* _TASK PROMPT_
All lines with the word "form" must be pulled from the entries below.

* _WORKING DATA_
-=-=-

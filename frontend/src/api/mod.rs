mod repository;
mod secret;

pub use self::{repository::*, secret::*};

use std::rc::Rc;

use async_trait::async_trait;
use models::prelude::*;

/// Everything collected from the repository form when it is submitted.
#[derive(Debug, Clone, Default, PartialEq)]
pub struct RepoSubmission {
	/// Whether an existing repository is being updated, rather than a new
	/// one registered.
	pub update: bool,
	/// The name of the repository.
	pub name: String,
	/// The namespace the repository is registered in.
	pub namespace: String,
	/// The URL the repository index is fetched from.
	pub url: String,
	/// The effective authorization header, already assembled from the chosen
	/// auth method. Empty for unauthenticated repositories.
	pub auth_header: String,
	/// A custom CA certificate, PEM-encoded, if any.
	pub custom_ca: String,
	/// The sync job pod template override, as the YAML text the user
	/// entered.
	pub sync_job_pod_template: String,
	/// The names of the pull secrets to associate with the repository.
	pub registry_secrets: Vec<String>,
}

/// The backend capabilities the repository form depends on. The form only
/// ever talks to the backend through this trait, so tests can substitute
/// doubles for the real HTTP client.
#[async_trait(?Send)]
pub trait RepositoryApi {
	/// Checks that the repository index can be fetched with the given URL
	/// and credentials. A failure carries the message to show inline, which
	/// may itself be a JSON document from the repository server.
	async fn validate_repository(
		&self,
		url: &str,
		auth_header: &str,
		custom_ca: &str,
	) -> Result<(), String>;

	/// Registers or updates a repository. Returns whether it succeeded.
	async fn create_or_update_repository(&self, submission: &RepoSubmission) -> bool;

	/// Lists the registry pull secrets in the namespace. Failures surface as
	/// an empty list; the form offers whatever it gets.
	async fn list_pull_secrets(&self, namespace: &str) -> Vec<RegistrySecret>;

	/// Creates a docker-registry pull secret. Returns whether it succeeded.
	async fn create_docker_secret(&self, request: &CreateDockerSecretRequest) -> bool;
}

/// The production [`RepositoryApi`], backed by the console's HTTP API.
#[derive(Debug, Clone, Copy, Default)]
pub struct HttpRepositoryApi;

#[async_trait(?Send)]
impl RepositoryApi for HttpRepositoryApi {
	async fn validate_repository(
		&self,
		url: &str,
		auth_header: &str,
		custom_ca: &str,
	) -> Result<(), String> {
		validate_repository(&ValidateRepositoryRequest {
			url: url.to_owned(),
			auth_header: auth_header.to_owned(),
			custom_ca: custom_ca.to_owned(),
		})
		.await
		.map(|_| ())
		.map_err(|error| error.body.message)
	}

	async fn create_or_update_repository(&self, submission: &RepoSubmission) -> bool {
		let result = if submission.update {
			update_repository(
				&submission.namespace,
				&submission.name,
				&UpdateRepositoryRequest {
					url: submission.url.clone(),
					auth_header: submission.auth_header.clone(),
					custom_ca: submission.custom_ca.clone(),
					sync_job_pod_template: submission.sync_job_pod_template.clone(),
					registry_secrets: submission.registry_secrets.clone(),
				},
			)
			.await
			.map(|_| ())
		} else {
			create_repository(&CreateRepositoryRequest {
				name: submission.name.clone(),
				namespace: submission.namespace.clone(),
				url: submission.url.clone(),
				auth_header: submission.auth_header.clone(),
				custom_ca: submission.custom_ca.clone(),
				sync_job_pod_template: submission.sync_job_pod_template.clone(),
				registry_secrets: submission.registry_secrets.clone(),
			})
			.await
			.map(|_| ())
		};

		match result {
			Ok(()) => true,
			Err(error) => {
				log::error!(
					"failed to save repository {}: {}",
					submission.name,
					error.body.message
				);
				false
			}
		}
	}

	async fn list_pull_secrets(&self, namespace: &str) -> Vec<RegistrySecret> {
		match list_pull_secrets(namespace).await {
			Ok(response) => response.secrets,
			Err(error) => {
				log::error!(
					"failed to list pull secrets in {}: {}",
					namespace,
					error.body.message
				);
				Vec::new()
			}
		}
	}

	async fn create_docker_secret(&self, request: &CreateDockerSecretRequest) -> bool {
		match create_docker_secret(request).await {
			Ok(_) => true,
			Err(error) => {
				log::error!(
					"failed to create pull secret {}: {}",
					request.name,
					error.body.message
				);
				false
			}
		}
	}
}

/// Context handle pages use to reach the [`RepositoryApi`]. Provided once at
/// the application root with the HTTP implementation.
#[derive(Clone)]
pub struct ApiClient(pub Rc<dyn RepositoryApi>);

-=-=-

* _TASK SOLUTION_
/// Everything collected from the repository form when it is submitted.
/// The backend capabilities the repository form depends on. The form only
	/// an empty list; the form offers whatever it gets.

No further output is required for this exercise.